Covid 9/5/20

Media seems slow – https://www.bbc.com/news/amp/health-54000629?

This was already in NYTimes and we noted on 8/31/20 – https://covid19mathblog.com/2020/08/covid-8-31-20/

Do you want to test for the just the existence – or to test for whether someone is infectious?

“Most people are infectious only for about a week, but could test positive weeks afterwards.

Researchers say this could be leading to an over-estimate of the current scale of the pandemic.

But some experts say it is uncertain how a reliable test can be produced that doesn’t risk missing cases.

Prof Carl Heneghan, one of the study’s authors, said instead of giving a "yes/no" result based on whether any virus is detected, tests should have a cut-off point so that very small amounts of virus do not trigger a positive result.

He believes the detection of traces of old virus could partly explain why the number of cases is rising while hospital admissions remain stable.

The University of Oxford’s Centre for Evidence-Based Medicine reviewed the evidence from 25 studies where virus specimens from positive tests were put in a petri dish to see whether they would grow.

This method of "viral culturing" can indicate whether the positive test has picked up active virus which can reproduce and spread, or just dead virus fragments which won’t grow in the lab, or in a person.”

“A person shedding a large amount of active virus, and a person with leftover fragments from an infection that’s already been cleared, would receive the same – positive – test result.

But Prof Heneghan, the academic who spotted a quirk in how deaths were being recorded, which led Public Health England to reform its system, says evidence suggests coronavirus "infectivity appears to decline after about a week".

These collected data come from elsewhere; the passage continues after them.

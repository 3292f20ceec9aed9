//! Host capabilities for exclusive pointer ownership during a drag.
//!
//! A widget never reaches for ambient environment state: the pointer capture
//! and the infinite-drag lock are injected as a [`PointerHost`] on every call
//! that can start or end a drag.

use std::sync::atomic::{AtomicU64, Ordering};

use bevy::log::{trace, warn};

/// Unique identifier for a widget instance.
#[derive(Clone, Copy, Debug, PartialEq, Eq, Hash, PartialOrd, Ord)]
pub struct WidgetId(u64);

impl WidgetId {
    /// Allocates a fresh id.
    pub fn new() -> Self {
        static COUNTER: AtomicU64 = AtomicU64::new(1);
        Self(COUNTER.fetch_add(1, Ordering::Relaxed))
    }

    /// The raw id value.
    pub fn to_raw(self) -> u64 {
        self.0
    }
}

impl Default for WidgetId {
    fn default() -> Self {
        Self::new()
    }
}

/// Identifies the pointer (mouse, touch contact, pen) driving a gesture.
#[derive(Clone, Copy, Debug, Default, PartialEq, Eq, Hash)]
pub struct PointerId(pub u64);

/// Infinite-drag lock: movement reported as unbounded relative deltas.
pub trait PointerLockProvider {
    /// Whether the environment can provide relative movement at all.
    fn is_lock_supported(&self) -> bool;

    /// Asks for the lock on behalf of `target`. The grant may arrive later.
    fn request_lock(&mut self, target: WidgetId);

    /// Gives the lock up. Best effort.
    fn release_lock(&mut self);

    /// The widget currently holding the lock.
    fn lock_holder(&self) -> Option<WidgetId>;
}

/// Exclusive routing of a pointer's events to one widget.
pub trait PointerCapture {
    fn set_capture(&mut self, target: WidgetId, pointer: PointerId);

    /// Releases a capture. Best effort; never fails.
    fn release_capture(&mut self, target: WidgetId, pointer: PointerId);
}

/// Everything a drag needs from the host environment.
pub trait PointerHost: PointerLockProvider + PointerCapture {}

impl<T: PointerLockProvider + PointerCapture> PointerHost for T {}

/// In-memory pointer host.
///
/// Grants lock requests immediately when `lock_supported` is set and no other
/// widget holds the lock. Used by
/// headless hosts and tests, and wrapped by the Bevy integration.
#[derive(Debug, Default)]
pub struct HeadlessPointerHost {
    /// Whether lock requests are granted.
    pub lock_supported: bool,
    pub(crate) lock_holder: Option<WidgetId>,
    pub(crate) captures: Vec<(WidgetId, PointerId)>,
}

impl HeadlessPointerHost {
    /// A host that grants infinite-drag lock requests.
    pub fn with_lock() -> Self {
        Self {
            lock_supported: true,
            ..Default::default()
        }
    }

    /// The widget holding `pointer`, if captured.
    pub fn capture_owner(&self, pointer: PointerId) -> Option<WidgetId> {
        self.captures
            .iter()
            .find(|(_, captured)| *captured == pointer)
            .map(|(owner, _)| *owner)
    }

    /// Every `(widget, pointer)` capture currently held.
    pub fn captures(&self) -> impl Iterator<Item = (WidgetId, PointerId)> + '_ {
        self.captures.iter().copied()
    }

    /// Whether any pointer is currently captured.
    pub fn has_captures(&self) -> bool {
        !self.captures.is_empty()
    }
}

impl PointerLockProvider for HeadlessPointerHost {
    fn is_lock_supported(&self) -> bool {
        self.lock_supported
    }

    fn request_lock(&mut self, target: WidgetId) {
        if !self.lock_supported {
            return;
        }
        match self.lock_holder {
            Some(holder) if holder != target => {
                trace!("pointer lock held by {:?}, refused for {:?}", holder, target);
            }
            _ => {
                trace!("pointer lock granted to {:?}", target);
                self.lock_holder = Some(target);
            }
        }
    }

    fn release_lock(&mut self) {
        self.lock_holder = None;
    }

    fn lock_holder(&self) -> Option<WidgetId> {
        self.lock_holder
    }
}

impl PointerCapture for HeadlessPointerHost {
    fn set_capture(&mut self, target: WidgetId, pointer: PointerId) {
        // A pointer is routed to one widget at a time.
        self.captures.retain(|(_, captured)| *captured != pointer);
        self.captures.push((target, pointer));
    }

    fn release_capture(&mut self, target: WidgetId, pointer: PointerId) {
        let before = self.captures.len();
        self.captures.retain(|entry| *entry != (target, pointer));
        if self.captures.len() == before {
            warn!("release of pointer {:?} not captured by {:?}", pointer, target);
        }
    }
}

He added that while it would not be possible to check every test to see whether there was active virus, the likelihood of false positive results could be reduced if scientists could work out where the cut-off point should be.

This could prevent people being given a positive result based on an old infection.”

“Public Health England agreed viral cultures were a useful way of assessing the results of coronavirus tests and said it had recently undertaken analysis along these lines.

It said it was working with labs to reduce the risk of false positives, including looking at where the "cycle threshold", or cut-off point, should be set.

But it said there were many different test kits in use, with different thresholds and ways of being read, which made providing a range of cut-off points difficult.

But Prof Ben Neuman, at the University of Reading, said culturing virus from a patient sample was "not trivial".

"This review runs the risk of falsely correlating the difficulty of culturing Sars-CoV-2 from a patient sample, with likelihood that it will spread," he said.”

In the blog we talked about science of the PCR test and how it is not just a yes or no lab test.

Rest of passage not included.